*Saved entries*
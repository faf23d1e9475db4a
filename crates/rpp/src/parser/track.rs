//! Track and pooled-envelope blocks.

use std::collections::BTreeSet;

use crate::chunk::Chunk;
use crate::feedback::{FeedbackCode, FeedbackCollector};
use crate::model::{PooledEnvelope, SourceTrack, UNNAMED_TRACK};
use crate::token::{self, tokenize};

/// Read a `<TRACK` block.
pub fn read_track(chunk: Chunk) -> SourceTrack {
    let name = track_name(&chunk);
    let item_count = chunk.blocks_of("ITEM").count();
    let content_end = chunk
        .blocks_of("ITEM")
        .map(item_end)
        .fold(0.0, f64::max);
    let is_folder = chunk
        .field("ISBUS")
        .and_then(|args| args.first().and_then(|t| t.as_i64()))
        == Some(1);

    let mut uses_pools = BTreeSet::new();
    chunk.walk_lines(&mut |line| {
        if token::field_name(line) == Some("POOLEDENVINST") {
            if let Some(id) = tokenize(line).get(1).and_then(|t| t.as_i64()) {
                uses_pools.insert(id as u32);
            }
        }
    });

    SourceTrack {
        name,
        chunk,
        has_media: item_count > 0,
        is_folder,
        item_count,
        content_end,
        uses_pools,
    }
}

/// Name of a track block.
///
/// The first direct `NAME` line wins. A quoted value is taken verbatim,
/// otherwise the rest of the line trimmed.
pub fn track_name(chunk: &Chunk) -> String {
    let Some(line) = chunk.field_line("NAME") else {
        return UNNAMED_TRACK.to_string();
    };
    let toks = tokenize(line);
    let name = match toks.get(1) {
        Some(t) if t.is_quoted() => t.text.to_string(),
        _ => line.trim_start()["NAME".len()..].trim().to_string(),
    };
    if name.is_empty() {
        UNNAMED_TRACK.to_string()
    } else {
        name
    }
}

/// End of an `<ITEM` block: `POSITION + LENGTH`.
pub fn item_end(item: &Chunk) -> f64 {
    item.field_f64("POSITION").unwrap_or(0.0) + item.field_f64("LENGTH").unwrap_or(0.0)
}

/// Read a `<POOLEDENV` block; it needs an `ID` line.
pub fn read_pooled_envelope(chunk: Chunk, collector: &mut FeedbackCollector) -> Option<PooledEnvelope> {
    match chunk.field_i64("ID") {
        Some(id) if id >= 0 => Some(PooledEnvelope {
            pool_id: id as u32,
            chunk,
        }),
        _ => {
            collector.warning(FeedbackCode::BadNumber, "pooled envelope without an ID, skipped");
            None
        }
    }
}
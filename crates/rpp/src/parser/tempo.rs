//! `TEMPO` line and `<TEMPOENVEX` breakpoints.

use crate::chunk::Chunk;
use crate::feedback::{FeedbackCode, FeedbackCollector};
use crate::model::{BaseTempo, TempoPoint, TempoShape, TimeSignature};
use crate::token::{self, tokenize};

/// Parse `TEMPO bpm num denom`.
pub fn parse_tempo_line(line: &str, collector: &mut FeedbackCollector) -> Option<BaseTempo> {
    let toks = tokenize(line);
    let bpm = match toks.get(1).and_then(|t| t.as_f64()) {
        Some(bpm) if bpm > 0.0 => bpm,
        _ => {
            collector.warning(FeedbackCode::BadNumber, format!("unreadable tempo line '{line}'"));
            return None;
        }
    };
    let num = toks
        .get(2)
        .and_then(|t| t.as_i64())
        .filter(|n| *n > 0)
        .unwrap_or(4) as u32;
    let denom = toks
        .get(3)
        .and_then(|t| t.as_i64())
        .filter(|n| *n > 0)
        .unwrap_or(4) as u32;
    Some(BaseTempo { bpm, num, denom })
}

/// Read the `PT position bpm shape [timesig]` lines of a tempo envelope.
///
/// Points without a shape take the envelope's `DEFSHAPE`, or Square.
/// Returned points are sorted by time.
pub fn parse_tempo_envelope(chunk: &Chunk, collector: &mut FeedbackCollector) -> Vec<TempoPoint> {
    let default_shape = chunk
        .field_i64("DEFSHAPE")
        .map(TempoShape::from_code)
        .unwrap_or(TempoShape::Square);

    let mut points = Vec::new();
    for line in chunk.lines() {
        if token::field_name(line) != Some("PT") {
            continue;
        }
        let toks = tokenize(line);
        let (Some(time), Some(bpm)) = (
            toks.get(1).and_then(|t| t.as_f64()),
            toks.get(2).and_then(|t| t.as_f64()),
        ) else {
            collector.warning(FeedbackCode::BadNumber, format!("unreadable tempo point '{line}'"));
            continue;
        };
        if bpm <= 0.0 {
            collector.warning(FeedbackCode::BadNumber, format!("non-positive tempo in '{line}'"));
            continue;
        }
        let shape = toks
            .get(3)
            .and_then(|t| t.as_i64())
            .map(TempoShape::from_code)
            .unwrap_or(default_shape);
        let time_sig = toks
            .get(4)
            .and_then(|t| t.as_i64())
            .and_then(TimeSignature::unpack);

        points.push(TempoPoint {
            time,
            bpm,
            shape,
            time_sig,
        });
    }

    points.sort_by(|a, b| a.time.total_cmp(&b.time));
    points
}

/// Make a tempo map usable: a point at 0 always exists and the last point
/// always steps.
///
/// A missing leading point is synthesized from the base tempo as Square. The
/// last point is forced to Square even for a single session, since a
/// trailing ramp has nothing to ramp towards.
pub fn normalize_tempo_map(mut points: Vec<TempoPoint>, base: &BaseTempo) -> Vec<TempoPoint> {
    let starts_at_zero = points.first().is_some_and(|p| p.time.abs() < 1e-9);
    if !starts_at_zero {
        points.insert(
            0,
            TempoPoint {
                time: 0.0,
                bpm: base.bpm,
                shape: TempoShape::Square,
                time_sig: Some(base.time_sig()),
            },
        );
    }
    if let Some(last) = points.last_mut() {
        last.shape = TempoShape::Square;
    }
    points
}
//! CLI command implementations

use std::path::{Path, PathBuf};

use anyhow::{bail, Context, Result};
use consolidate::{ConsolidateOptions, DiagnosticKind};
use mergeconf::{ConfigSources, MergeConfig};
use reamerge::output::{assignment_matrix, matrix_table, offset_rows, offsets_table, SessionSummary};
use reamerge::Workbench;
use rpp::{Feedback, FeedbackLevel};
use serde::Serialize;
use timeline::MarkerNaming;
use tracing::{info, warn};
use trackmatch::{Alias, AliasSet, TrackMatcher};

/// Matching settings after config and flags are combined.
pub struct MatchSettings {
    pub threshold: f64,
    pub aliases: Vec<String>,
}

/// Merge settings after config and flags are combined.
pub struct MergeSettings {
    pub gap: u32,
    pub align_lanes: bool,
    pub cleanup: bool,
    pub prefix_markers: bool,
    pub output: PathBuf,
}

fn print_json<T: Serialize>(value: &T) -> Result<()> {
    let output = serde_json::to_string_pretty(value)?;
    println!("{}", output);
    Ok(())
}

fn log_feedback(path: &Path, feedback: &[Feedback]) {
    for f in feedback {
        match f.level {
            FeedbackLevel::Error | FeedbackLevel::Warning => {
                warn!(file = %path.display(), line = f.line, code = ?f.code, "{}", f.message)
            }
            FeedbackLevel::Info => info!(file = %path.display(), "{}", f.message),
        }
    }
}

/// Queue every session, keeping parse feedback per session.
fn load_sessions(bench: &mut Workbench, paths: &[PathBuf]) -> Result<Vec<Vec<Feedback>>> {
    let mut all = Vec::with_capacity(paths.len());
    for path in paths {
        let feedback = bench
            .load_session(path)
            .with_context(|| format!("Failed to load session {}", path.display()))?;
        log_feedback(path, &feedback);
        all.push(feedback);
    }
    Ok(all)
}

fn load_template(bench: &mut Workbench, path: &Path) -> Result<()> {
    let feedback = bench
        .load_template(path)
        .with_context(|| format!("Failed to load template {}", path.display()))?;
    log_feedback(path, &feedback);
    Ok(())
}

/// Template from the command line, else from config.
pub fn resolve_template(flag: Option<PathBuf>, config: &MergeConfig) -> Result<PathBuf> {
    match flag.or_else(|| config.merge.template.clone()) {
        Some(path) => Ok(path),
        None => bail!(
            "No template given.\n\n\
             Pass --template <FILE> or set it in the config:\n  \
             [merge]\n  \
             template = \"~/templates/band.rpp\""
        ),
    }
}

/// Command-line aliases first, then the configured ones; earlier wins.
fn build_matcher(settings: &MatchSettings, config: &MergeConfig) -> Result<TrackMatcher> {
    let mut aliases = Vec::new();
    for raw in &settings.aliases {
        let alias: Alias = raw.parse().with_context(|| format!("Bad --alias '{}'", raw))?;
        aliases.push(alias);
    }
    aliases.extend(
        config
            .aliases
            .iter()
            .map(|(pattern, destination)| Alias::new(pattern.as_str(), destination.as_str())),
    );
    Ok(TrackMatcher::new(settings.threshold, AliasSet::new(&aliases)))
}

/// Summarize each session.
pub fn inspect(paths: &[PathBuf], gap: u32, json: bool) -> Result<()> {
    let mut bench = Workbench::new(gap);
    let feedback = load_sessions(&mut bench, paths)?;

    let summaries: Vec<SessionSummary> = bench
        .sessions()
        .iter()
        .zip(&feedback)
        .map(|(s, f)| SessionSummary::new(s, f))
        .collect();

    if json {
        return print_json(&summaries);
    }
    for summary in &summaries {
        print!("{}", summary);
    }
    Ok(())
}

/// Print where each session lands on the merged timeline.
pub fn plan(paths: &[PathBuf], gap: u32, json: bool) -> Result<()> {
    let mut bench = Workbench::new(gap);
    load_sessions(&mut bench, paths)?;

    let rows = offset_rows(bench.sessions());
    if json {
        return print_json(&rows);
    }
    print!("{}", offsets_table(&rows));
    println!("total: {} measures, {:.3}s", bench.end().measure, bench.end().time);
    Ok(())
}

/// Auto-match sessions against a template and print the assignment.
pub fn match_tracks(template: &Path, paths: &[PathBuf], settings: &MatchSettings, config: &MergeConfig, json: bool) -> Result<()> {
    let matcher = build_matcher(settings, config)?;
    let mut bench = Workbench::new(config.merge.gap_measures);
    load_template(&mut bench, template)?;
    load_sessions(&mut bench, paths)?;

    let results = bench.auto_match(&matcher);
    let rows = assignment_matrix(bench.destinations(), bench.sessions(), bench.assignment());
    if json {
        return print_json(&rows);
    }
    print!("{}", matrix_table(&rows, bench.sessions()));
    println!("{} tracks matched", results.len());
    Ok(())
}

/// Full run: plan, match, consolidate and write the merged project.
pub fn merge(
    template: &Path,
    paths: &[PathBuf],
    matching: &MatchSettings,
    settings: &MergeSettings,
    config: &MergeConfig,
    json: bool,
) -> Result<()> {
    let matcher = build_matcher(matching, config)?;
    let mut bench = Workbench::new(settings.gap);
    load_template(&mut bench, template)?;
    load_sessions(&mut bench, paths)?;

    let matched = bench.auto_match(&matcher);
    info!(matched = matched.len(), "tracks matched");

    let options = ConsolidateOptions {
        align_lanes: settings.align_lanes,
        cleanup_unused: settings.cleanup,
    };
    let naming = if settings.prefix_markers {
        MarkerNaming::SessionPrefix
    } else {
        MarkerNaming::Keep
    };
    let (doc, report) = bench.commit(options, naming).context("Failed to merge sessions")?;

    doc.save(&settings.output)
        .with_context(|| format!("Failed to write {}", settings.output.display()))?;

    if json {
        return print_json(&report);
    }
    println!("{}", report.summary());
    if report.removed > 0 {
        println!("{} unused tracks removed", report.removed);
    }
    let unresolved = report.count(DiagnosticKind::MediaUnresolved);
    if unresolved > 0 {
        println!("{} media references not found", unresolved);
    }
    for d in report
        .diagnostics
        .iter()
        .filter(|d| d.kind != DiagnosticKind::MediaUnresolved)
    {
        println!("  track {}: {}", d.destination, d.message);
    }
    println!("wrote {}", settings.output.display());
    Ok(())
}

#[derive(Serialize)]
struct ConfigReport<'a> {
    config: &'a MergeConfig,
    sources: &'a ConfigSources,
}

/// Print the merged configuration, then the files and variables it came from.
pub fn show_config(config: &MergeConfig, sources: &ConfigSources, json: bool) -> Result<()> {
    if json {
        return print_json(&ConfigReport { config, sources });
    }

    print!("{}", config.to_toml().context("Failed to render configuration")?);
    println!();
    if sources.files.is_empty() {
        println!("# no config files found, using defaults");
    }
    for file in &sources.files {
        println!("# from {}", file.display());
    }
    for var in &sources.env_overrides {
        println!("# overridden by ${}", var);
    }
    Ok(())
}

*Problem details*
What lines in the entries contain "merged"? Report each one by copying it.

*Response to the task*
/// Print where each session lands on the merged timeline.
/// Full run: plan, match, consolidate and write the merged project.
/// Print the merged configuration, then the files and variables it came from.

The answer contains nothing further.